Return the entries below precisely, omitting nothing.

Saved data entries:
"""
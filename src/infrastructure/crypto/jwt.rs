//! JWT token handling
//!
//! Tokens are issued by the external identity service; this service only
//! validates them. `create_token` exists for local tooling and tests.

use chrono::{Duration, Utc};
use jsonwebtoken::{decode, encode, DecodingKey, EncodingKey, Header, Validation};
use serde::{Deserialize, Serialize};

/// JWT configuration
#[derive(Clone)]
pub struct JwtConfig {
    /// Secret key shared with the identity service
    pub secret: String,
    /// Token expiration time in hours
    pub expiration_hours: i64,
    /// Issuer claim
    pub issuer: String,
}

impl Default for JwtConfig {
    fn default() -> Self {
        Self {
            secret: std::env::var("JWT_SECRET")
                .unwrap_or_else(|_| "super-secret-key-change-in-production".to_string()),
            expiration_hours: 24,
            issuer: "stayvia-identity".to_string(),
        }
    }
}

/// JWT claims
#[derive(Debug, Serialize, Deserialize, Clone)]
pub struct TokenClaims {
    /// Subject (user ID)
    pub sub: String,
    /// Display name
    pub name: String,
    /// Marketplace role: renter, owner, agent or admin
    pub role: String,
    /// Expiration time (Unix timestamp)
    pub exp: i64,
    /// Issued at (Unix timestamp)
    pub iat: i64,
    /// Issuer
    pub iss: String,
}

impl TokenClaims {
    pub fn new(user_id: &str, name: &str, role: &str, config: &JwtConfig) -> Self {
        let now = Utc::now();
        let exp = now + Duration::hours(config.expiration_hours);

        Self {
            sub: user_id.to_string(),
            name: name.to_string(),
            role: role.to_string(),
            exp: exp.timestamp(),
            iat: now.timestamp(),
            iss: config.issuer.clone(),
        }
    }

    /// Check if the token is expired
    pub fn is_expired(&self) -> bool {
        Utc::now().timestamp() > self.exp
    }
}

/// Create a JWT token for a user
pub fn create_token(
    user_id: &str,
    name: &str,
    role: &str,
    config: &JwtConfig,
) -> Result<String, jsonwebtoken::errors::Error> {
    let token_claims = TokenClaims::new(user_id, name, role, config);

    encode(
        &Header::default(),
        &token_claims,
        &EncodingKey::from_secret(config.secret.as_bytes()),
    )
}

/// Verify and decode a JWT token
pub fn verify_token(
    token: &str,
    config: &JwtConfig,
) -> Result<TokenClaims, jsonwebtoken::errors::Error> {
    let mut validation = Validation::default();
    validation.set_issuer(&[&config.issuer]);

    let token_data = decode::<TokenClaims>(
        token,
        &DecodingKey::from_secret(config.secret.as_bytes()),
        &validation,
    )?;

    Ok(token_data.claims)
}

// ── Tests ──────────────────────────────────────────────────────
"""
> [Reply]:
filename src/infrastructure/crypto/jwt.rs
//! JWT token handling
//!
//! Tokens are issued by the external identity service; this service only
//! validates them. `create_token` exists for local tooling and tests.

use chrono::{Duration, Utc};
use jsonwebtoken::{decode, encode, DecodingKey, EncodingKey, Header, Validation};
use serde::{Deserialize, Serialize};

/// JWT configuration
#[derive(Clone)]
pub struct JwtConfig {
    /// Secret key shared with the identity service
    pub secret: String,
    /// Token expiration time in hours
    pub expiration_hours: i64,
    /// Issuer claim
    pub issuer: String,
}

impl Default for JwtConfig {
    fn default() -> Self {
        Self {
            secret: std::env::var("JWT_SECRET")
                .unwrap_or_else(|_| "super-secret-key-change-in-production".to_string()),
            expiration_hours: 24,
            issuer: "stayvia-identity".to_string(),
        }
    }
}

/// JWT claims
#[derive(Debug, Serialize, Deserialize, Clone)]
pub struct TokenClaims {
    /// Subject (user ID)
    pub sub: String,
    /// Display name
    pub name: String,
    /// Marketplace role: renter, owner, agent or admin
    pub role: String,
    /// Expiration time (Unix timestamp)
    pub exp: i64,
    /// Issued at (Unix timestamp)
    pub iat: i64,
    /// Issuer
    pub iss: String,
}

impl TokenClaims {
    pub fn new(user_id: &str, name: &str, role: &str, config: &JwtConfig) -> Self {
        let now = Utc::now();
        let exp = now + Duration::hours(config.expiration_hours);

        Self {
            sub: user_id.to_string(),
            name: name.to_string(),
            role: role.to_string(),
            exp: exp.timestamp(),
            iat: now.timestamp(),
            iss: config.issuer.clone(),
        }
    }

    /// Check if the token is expired
    pub fn is_expired(&self) -> bool {
        Utc::now().timestamp() > self.exp
    }
}

/// Create a JWT token for a user
pub fn create_token(
    user_id: &str,
    name: &str,
    role: &str,
    config: &JwtConfig,
) -> Result<String, jsonwebtoken::errors::Error> {
    let token_claims = TokenClaims::new(user_id, name, role, config);

    encode(
        &Header::default(),
        &token_claims,
        &EncodingKey::from_secret(config.secret.as_bytes()),
    )
}

/// Verify and decode a JWT token
pub fn verify_token(
    token: &str,
    config: &JwtConfig,
) -> Result<TokenClaims, jsonwebtoken::errors::Error> {
    let mut validation = Validation::default();
    validation.set_issuer(&[&config.issuer]);

    let token_data = decode::<TokenClaims>(
        token,
        &DecodingKey::from_secret(config.secret.as_bytes()),
        &validation,
    )?;

    Ok(token_data.claims)
}

// ── Tests ──────────────────────────────────────────────────────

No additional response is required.